## Assignment
Find the line containing "fn handle<'a>(&'a self, context: &'a" in the records below. Copy exactly that line and each one after it, ending at the line containing "use crate::record::PullRecord;", and nothing more.
Segment Start: The data
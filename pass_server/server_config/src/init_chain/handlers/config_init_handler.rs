/*
 * Copyright (c) Huawei Technologies Co., Ltd. 2025. All rights reserved.
 * Wallet Pass Service is licensed under the Mulan PSL v2.
 * You can use this software according to the terms and conditions of the Mulan PSL v2.
 * You may obtain a copy of Mulan PSL v2 at:
 *     http://license.coscl.org.cn/MulanPSL2
 * THIS SOFTWARE IS PROVIDED ON AN "AS IS" BASIS, WITHOUT WARRANTIES OF ANY KIND, EITHER EXPRESS OR
 * IMPLIED, INCLUDING BUT NOT LIMITED TO NON-INFRINGEMENT, MERCHANTABILITY OR FIT FOR A PARTICULAR
 * PURPOSE.
 * See the Mulan PSL v2 for more details.
 */

use crate::init_chain::traits::{InitContext, InitHandler};
use config_manager::types::context::{ServerConfig, CONFIG};
use env_config_parse::find_file;
use log::info;
use std::future::Future;
use std::path::PathBuf;
use std::pin::Pin;

const CONFIG_FILE_NAME: &str = "server_config.yaml";
const CONFIG_PATH_ENV: &str = "WALLET_SERVER_CONFIG";

#[derive(Debug, Default)]
pub struct ConfigInitHandler {
    next: Option<Box<dyn InitHandler>>,
}

impl ConfigInitHandler {
    pub fn new() -> Self {
        ConfigInitHandler { next: None }
    }

    /// `WALLET_SERVER_CONFIG` when set, otherwise the first `server_config.yaml`
    /// below the working directory.
    fn config_path(&self) -> Result<PathBuf, String> {
        match std::env::var(CONFIG_PATH_ENV) {
            Ok(path) if !path.is_empty() => Ok(PathBuf::from(path)),
            _ => find_file(CONFIG_FILE_NAME),
        }
    }

    fn load_config(&self) -> Result<ServerConfig, String> {
        let config_path = self.config_path()?;
        info!("Loading configuration from {}", config_path.display());
        CONFIG.initialize(&config_path)?;
        Ok(CONFIG.get_instance()?.clone())
    }
}

impl InitHandler for ConfigInitHandler {
    fn handle<'a>(&'a self, context: &'a mut InitContext) -> Pin<Box<dyn Future<Output = Result<(), String>> + 'a>> {
        Box::pin(async move {
            let config = self.load_config()?;
            context.config = Some(config);

            if let Some(next) = &self.next {
                next.handle(context).await
            } else {
                Ok(())
            }
        })
    }

    fn set_next(&mut self, next: Box<dyn InitHandler>) {
        self.next = Some(next);
    }
}
/*
 * Copyright (c) Huawei Technologies Co., Ltd. 2025. All rights reserved.
 * Wallet Pass Service is licensed under the Mulan PSL v2.
 * You can use this software according to the terms and conditions of the Mulan PSL v2.
 * You may obtain a copy of Mulan PSL v2 at:
 *     http://license.coscl.org.cn/MulanPSL2
 * THIS SOFTWARE IS PROVIDED ON AN "AS IS" BASIS, WITHOUT WARRANTIES OF ANY KIND, EITHER EXPRESS OR
 * IMPLIED, INCLUDING BUT NOT LIMITED TO NON-INFRINGEMENT, MERCHANTABILITY OR FIT FOR A PARTICULAR
 * PURPOSE.
 * See the Mulan PSL v2 for more details.
 */

use async_trait::async_trait;
#[cfg(test)]
use mockall::automock;

use crate::error::FetchError;
use crate::record::PullRecord;

/// Key-value store for pull records, shared by every server instance.
#[cfg_attr(test, automock)]
#[async_trait]
pub trait PullRecordRepository: Send + Sync {
    /// Stores a new record. `Ok(false)` when the key is already taken.
    async fn insert(&self, record: PullRecord) -> Result<bool, FetchError>;

    async fn get(&self, card_id: &str, ref_id: &str) -> Result<Option<PullRecord>, FetchError>;

    /// Replaces the stored record with `new` only if it still equals `expected`.
    async fn compare_and_swap(&self, expected: &PullRecord, new: PullRecord) -> Result<bool, FetchError>;
}
/*
 * Copyright (c) Huawei Technologies Co., Ltd. 2025. All rights reserved.
 * Wallet Pass Service is licensed under the Mulan PSL v2.
 * You can use this software according to the terms and conditions of the Mulan PSL v2.
 * You may obtain a copy of Mulan PSL v2 at:
 *     http://license.coscl.org.cn/MulanPSL2
 * THIS SOFTWARE IS PROVIDED ON AN "AS IS" BASIS, WITHOUT WARRANTIES OF ANY KIND, EITHER EXPRESS OR
 * IMPLIED, INCLUDING BUT NOT LIMITED TO NON-INFRINGEMENT, MERCHANTABILITY OR FIT FOR A PARTICULAR
 * PURPOSE.
 * See the Mulan PSL v2 for more details.
 */

use cache::RedisError;
use thiserror::Error;

#[derive(Debug, Error)]
pub enum FetchError {
    #[error("pull record store failed: {0}")]
    Repository(String),
    #[error("pull record corrupt: {0}")]
    Serialization(String),
    #[error("reference {0} already registered")]
    AlreadyRegistered(String),
}

impl From<RedisError> for FetchError {
    fn from(e: RedisError) -> Self {
        FetchError::Repository(e.to_string())
    }
}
Segment End: The data
## Solution for this task
    fn handle<'a>(&'a self, context: &'a mut InitContext) -> Pin<Box<dyn Future<Output = Result<(), String>> + 'a>> {
        Box::pin(async move {
            let config = self.load_config()?;
            context.config = Some(config);

            if let Some(next) = &self.next {
                next.handle(context).await
            } else {
                Ok(())
            }
        })
    }

    fn set_next(&mut self, next: Box<dyn InitHandler>) {
        self.next = Some(next);
    }
}
/*
 * Copyright (c) Huawei Technologies Co., Ltd. 2025. All rights reserved.
 * Wallet Pass Service is licensed under the Mulan PSL v2.
 * You can use this software according to the terms and conditions of the Mulan PSL v2.
 * You may obtain a copy of Mulan PSL v2 at:
 *     http://license.coscl.org.cn/MulanPSL2
 * THIS SOFTWARE IS PROVIDED ON AN "AS IS" BASIS, WITHOUT WARRANTIES OF ANY KIND, EITHER EXPRESS OR
 * IMPLIED, INCLUDING BUT NOT LIMITED TO NON-INFRINGEMENT, MERCHANTABILITY OR FIT FOR A PARTICULAR
 * PURPOSE.
 * See the Mulan PSL v2 for more details.
 */

use async_trait::async_trait;
#[cfg(test)]
use mockall::automock;

use crate::error::FetchError;
use crate::record::PullRecord;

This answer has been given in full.